Assignment → All lines of the records below that contain the word "match" must be listed.

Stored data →
● ● ● ● ●

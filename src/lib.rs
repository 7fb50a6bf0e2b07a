//! Facade crate for the Fairweather venue ranking engine.
//!
//! This crate re-exports the core domain types, both scorers and the
//! recommendation engine. The HTTP reranking client and venue gathering
//! sit behind the `http-rerank` feature.

#![forbid(unsafe_code)]

pub use fairweather_core::{
    FinalVenue, GeoPoint, RankRequest, RankRequestValidationError, RankResponse, RerankError,
    RerankProvider, ScoreBreakdown, ScoringWeights, UserPreferences, Venue, VenueId, VenueScorer,
    WeatherContext, WeatherObservation,
};
pub use fairweather_rank::{EngineConfig, RankError, RecommendationEngine, RerankConfig};
pub use fairweather_scorer::{DistanceModel, ExtendedScorer, ExtendedScorerConfig, OperationalScorer};

#[cfg(feature = "http-rerank")]
pub use fairweather_data::{
    GatherOutcome, GatherQuery, HttpRerankProvider, HttpRerankProviderConfig, HttpVenueSource,
    VenueSource, gather_venues,
};
//! Error types emitted by the Fairweather CLI.
//!
//! Keep this error type reasonably small, as many CLI helpers return
//! `Result<_, CliError>`.

use std::sync::Arc;

use camino::Utf8PathBuf;
use fairweather_data::ProviderBuildError;
use fairweather_rank::RankError;
use thiserror::Error;

/// Errors emitted by the Fairweather CLI.
#[derive(Debug, Error)]
pub enum CliError {
    /// Provided arguments failed Clap validation.
    #[error(transparent)]
    ArgumentParsing(#[from] clap::Error),
    /// Configuration layering failed (files, env, CLI).
    #[error("failed to load configuration: {0}")]
    Configuration(#[from] Arc<ortho_config::OrthoError>),
    /// A required option is missing after configuration merging.
    #[error("missing {field} (set --{field} or {env})")]
    MissingArgument {
        /// Option name.
        field: &'static str,
        /// Environment variable that can supply it.
        env: &'static str,
    },
    /// A referenced input path does not exist.
    #[error("{field} path {path:?} does not exist")]
    MissingSourceFile {
        /// Option name.
        field: &'static str,
        /// Path that was looked up.
        path: Utf8PathBuf,
    },
    /// A referenced input path exists but is not a file.
    #[error("{field} path {path:?} exists but is not a file")]
    SourcePathNotFile {
        /// Option name.
        field: &'static str,
        /// Offending path.
        path: Utf8PathBuf,
    },
    /// A referenced input path could not be inspected due to an IO error.
    #[error("failed to inspect {field} path {path:?}: {source}")]
    InspectSourcePath {
        /// Option name.
        field: &'static str,
        /// Offending path.
        path: Utf8PathBuf,
        /// Underlying IO error.
        #[source]
        source: std::io::Error,
    },
    /// Opening the rank request file failed.
    #[error("failed to open rank request at {path:?}: {source}")]
    OpenRankRequest {
        /// Request path.
        path: Utf8PathBuf,
        /// Underlying IO error.
        #[source]
        source: std::io::Error,
    },
    /// Rank request JSON could not be decoded.
    #[error("failed to parse rank request JSON at {path:?}: {source}")]
    ParseRankRequest {
        /// Request path.
        path: Utf8PathBuf,
        /// Decoder error.
        #[source]
        source: serde_json::Error,
    },
    /// The engine rejected the request.
    #[error("rank request in {path:?} was rejected: {source}")]
    Rank {
        /// Request path.
        path: Utf8PathBuf,
        /// Engine error.
        #[source]
        source: RankError,
    },
    /// Constructing the HTTP reranking client failed.
    #[error("failed to build reranking client for {base_url:?}: {source}")]
    BuildRerankProvider {
        /// Configured service URL.
        base_url: String,
        /// Construction error.
        #[source]
        source: ProviderBuildError,
    },
    /// Serialising the rank response failed.
    #[error("failed to serialise rank response: {0}")]
    SerialiseRankResponse(#[source] serde_json::Error),
    /// Writing the rank output failed.
    #[error("failed to write rank output: {0}")]
    WriteRankOutput(#[source] std::io::Error),
}
//! Score venues for a user under the current weather.
//!
//! The `VenueScorer` trait turns a [`Venue`] into a [`ScoredVenue`] given a
//! [`ScoringContext`]. Implementations also decide which weight vector they
//! score with, so the engine can report the weights it used.

use thiserror::Error;

use crate::{GeoPoint, ScoredVenue, ScoringWeights, UserPreferences, Venue, VenueId, WeatherContext};

/// Reasons a single venue cannot be scored.
///
/// These never abort a batch: the venue is excluded and the rest are
/// scored.
#[derive(Debug, Clone, PartialEq, Eq, Error)]
pub enum ScoreError {
    /// The venue carried no coordinates.
    #[error("venue {id} has no coordinates")]
    MissingCoordinates {
        /// Offending venue.
        id: VenueId,
    },
    /// The venue's coordinates were not finite or out of range.
    #[error("venue {id} has invalid coordinates")]
    InvalidCoordinates {
        /// Offending venue.
        id: VenueId,
    },
}

/// Shared inputs for scoring one batch of venues.
#[derive(Debug, Clone, Copy)]
pub struct ScoringContext<'a> {
    /// Normalised weather.
    pub weather: &'a WeatherContext,
    /// User's current location.
    pub origin: GeoPoint,
    /// User's preferences.
    pub preferences: &'a UserPreferences,
    /// Weights to aggregate with.
    pub weights: &'a ScoringWeights,
}

/// Calculate a score for a venue.
///
/// Implementations must be thread-safe (`Send` + `Sync`) and pure: the same
/// venue and context always yield the same result.
///
/// Implementations must:
/// - Return [`ScoreError`] rather than a score for venues without usable
///   coordinates.
/// - Keep every dimension score and the total within `0.0..=100.0`.
///
/// Use [`VenueScorer::sanitise`] to apply the range guard.
///
/// # Examples
///
/// ```rust
/// use fairweather_core::{
///     Dimension, GeoPoint, ScoreBreakdown, ScoreError, ScoredVenue, ScoringContext,
///     ScoringWeights, UserPreferences, Venue, VenueScorer, WeatherContext,
/// };
///
/// struct FlatScorer;
///
/// impl VenueScorer for FlatScorer {
///     fn weights(&self, _: &WeatherContext, _: &UserPreferences) -> ScoringWeights {
///         ScoringWeights::new([(Dimension::Weather, 1.0)]).expect("static weights are valid")
///     }
///
///     fn score(&self, venue: &Venue, ctx: &ScoringContext<'_>) -> Result<ScoredVenue, ScoreError> {
///         let location = venue
///             .location
///             .ok_or_else(|| ScoreError::MissingCoordinates { id: venue.id.clone() })?;
///         let breakdown = ScoreBreakdown::new(Vec::new(), 50.0, 1.0);
///         Ok(ScoredVenue::new(venue.clone(), ctx.origin.distance_to(location), breakdown))
///     }
/// }
///
/// let weather = WeatherContext::neutral();
/// let preferences = UserPreferences::default();
/// let scorer = FlatScorer;
/// let weights = scorer.weights(&weather, &preferences);
/// let ctx = ScoringContext {
///     weather: &weather,
///     origin: GeoPoint::new(0.0, 0.0),
///     preferences: &preferences,
///     weights: &weights,
/// };
/// let venue = Venue::new("a", "A").with_location(0.0, 0.0);
/// assert_eq!(scorer.score(&venue, &ctx).map(|s| s.total_score()), Ok(50.0));
/// ```
pub trait VenueScorer: Send + Sync {
    /// Weight vector this scorer aggregates with for the given inputs.
    fn weights(&self, weather: &WeatherContext, preferences: &UserPreferences) -> ScoringWeights;

    /// Score a single venue.
    ///
    /// # Errors
    /// Returns [`ScoreError`] when the venue cannot be located.
    fn score(&self, venue: &Venue, context: &ScoringContext<'_>) -> Result<ScoredVenue, ScoreError>;

    /// Clamp a raw score into `0.0..=100.0`.
    ///
    /// Returns `0.0` for non-finite values.
    fn sanitise(score: f64) -> f64
    where
        Self: Sized,
    {
        crate::clamp_score(score)
    }
}

impl<S: VenueScorer + ?Sized> VenueScorer for Box<S> {
    fn weights(&self, weather: &WeatherContext, preferences: &UserPreferences) -> ScoringWeights {
        (**self).weights(weather, preferences)
    }

    fn score(&self, venue: &Venue, context: &ScoringContext<'_>) -> Result<ScoredVenue, ScoreError> {
        (**self).score(venue, context)
    }
}

/// Resolve a venue's coordinates or explain why they are unusable.
///
/// # Errors
/// Returns [`ScoreError::MissingCoordinates`] or
/// [`ScoreError::InvalidCoordinates`].
pub fn venue_location(venue: &Venue) -> Result<GeoPoint, ScoreError> {
    let location = venue
        .location
        .ok_or_else(|| ScoreError::MissingCoordinates {
            id: venue.id.clone(),
        })?;
    if !location.is_valid() {
        return Err(ScoreError::InvalidCoordinates {
            id: venue.id.clone(),
        });
    }
    Ok(location)
}
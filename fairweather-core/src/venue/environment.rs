//! Indoor/outdoor classification and derived semantic labels.

use serde::Serialize;

/// Venue types that are sheltered from the weather.
pub const INDOOR_TYPES: &[&str] = &[
    "aquarium",
    "art_gallery",
    "bar",
    "book_store",
    "bowling_alley",
    "cafe",
    "casino",
    "cinema",
    "gym",
    "library",
    "movie_theater",
    "museum",
    "night_club",
    "restaurant",
    "shopping_mall",
    "spa",
    "theater",
];

/// Venue types that are exposed to the weather.
pub const OUTDOOR_TYPES: &[&str] = &[
    "amusement_park",
    "beach",
    "botanical_garden",
    "campground",
    "dog_park",
    "garden",
    "hiking_area",
    "marina",
    "natural_feature",
    "park",
    "playground",
    "stadium",
    "viewpoint",
    "zoo",
];

/// Where a venue's activity takes place.
#[derive(Debug, Clone, Copy, PartialEq, Eq, Hash, Serialize)]
#[serde(rename_all = "lowercase")]
pub enum Environment {
    /// Sheltered venue.
    Indoor,
    /// Exposed venue.
    Outdoor,
    /// Neither or both.
    Mixed,
}

impl Environment {
    /// Classify a list of type tags.
    ///
    /// A venue is indoor or outdoor only when its tags match exactly one of
    /// the two reference sets.
    ///
    /// # Examples
    /// ```
    /// use fairweather_core::Environment;
    ///
    /// assert_eq!(Environment::classify(&["museum".to_owned()]), Environment::Indoor);
    /// assert_eq!(
    ///     Environment::classify(&["park".to_owned(), "cafe".to_owned()]),
    ///     Environment::Mixed
    /// );
    /// ```
    #[must_use]
    pub fn classify(types: &[String]) -> Self {
        let indoor = types.iter().any(|t| INDOOR_TYPES.contains(&t.as_str()));
        let outdoor = types.iter().any(|t| OUTDOOR_TYPES.contains(&t.as_str()));
        match (indoor, outdoor) {
            (true, false) => Self::Indoor,
            (false, true) => Self::Outdoor,
            _ => Self::Mixed,
        }
    }

    /// Return the environment as a lowercase `&str`.
    #[must_use]
    pub const fn as_str(self) -> &'static str {
        match self {
            Self::Indoor => "indoor",
            Self::Outdoor => "outdoor",
            Self::Mixed => "mixed",
        }
    }
}

impl std::fmt::Display for Environment {
    fn fmt(&self, f: &mut std::fmt::Formatter<'_>) -> std::fmt::Result {
        f.write_str(self.as_str())
    }
}

/// Derived label attached to scored venues.
#[derive(Debug, Clone, Copy, PartialEq, Eq, Hash, Serialize)]
#[serde(rename_all = "kebab-case")]
pub enum SemanticTag {
    /// Classified as indoor.
    Indoor,
    /// Classified as outdoor.
    Outdoor,
    /// Confirmed open right now.
    OpenNow,
    /// Rated 4.5 or higher.
    HighlyRated,
    /// Rated 4.0 or higher but below 4.5.
    WellRated,
}

impl SemanticTag {
    /// Return the tag as a kebab-case `&str`.
    #[must_use]
    pub const fn as_str(self) -> &'static str {
        match self {
            Self::Indoor => "indoor",
            Self::Outdoor => "outdoor",
            Self::OpenNow => "open-now",
            Self::HighlyRated => "highly-rated",
            Self::WellRated => "well-rated",
        }
    }
}

impl std::fmt::Display for SemanticTag {
    fn fmt(&self, f: &mut std::fmt::Formatter<'_>) -> std::fmt::Result {
        f.write_str(self.as_str())
    }
}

● ● ● ● ●

Completed exercise →
    /// A venue is indoor or outdoor only when its tags match exactly one of
        match (indoor, outdoor) {
        match self {
        match self {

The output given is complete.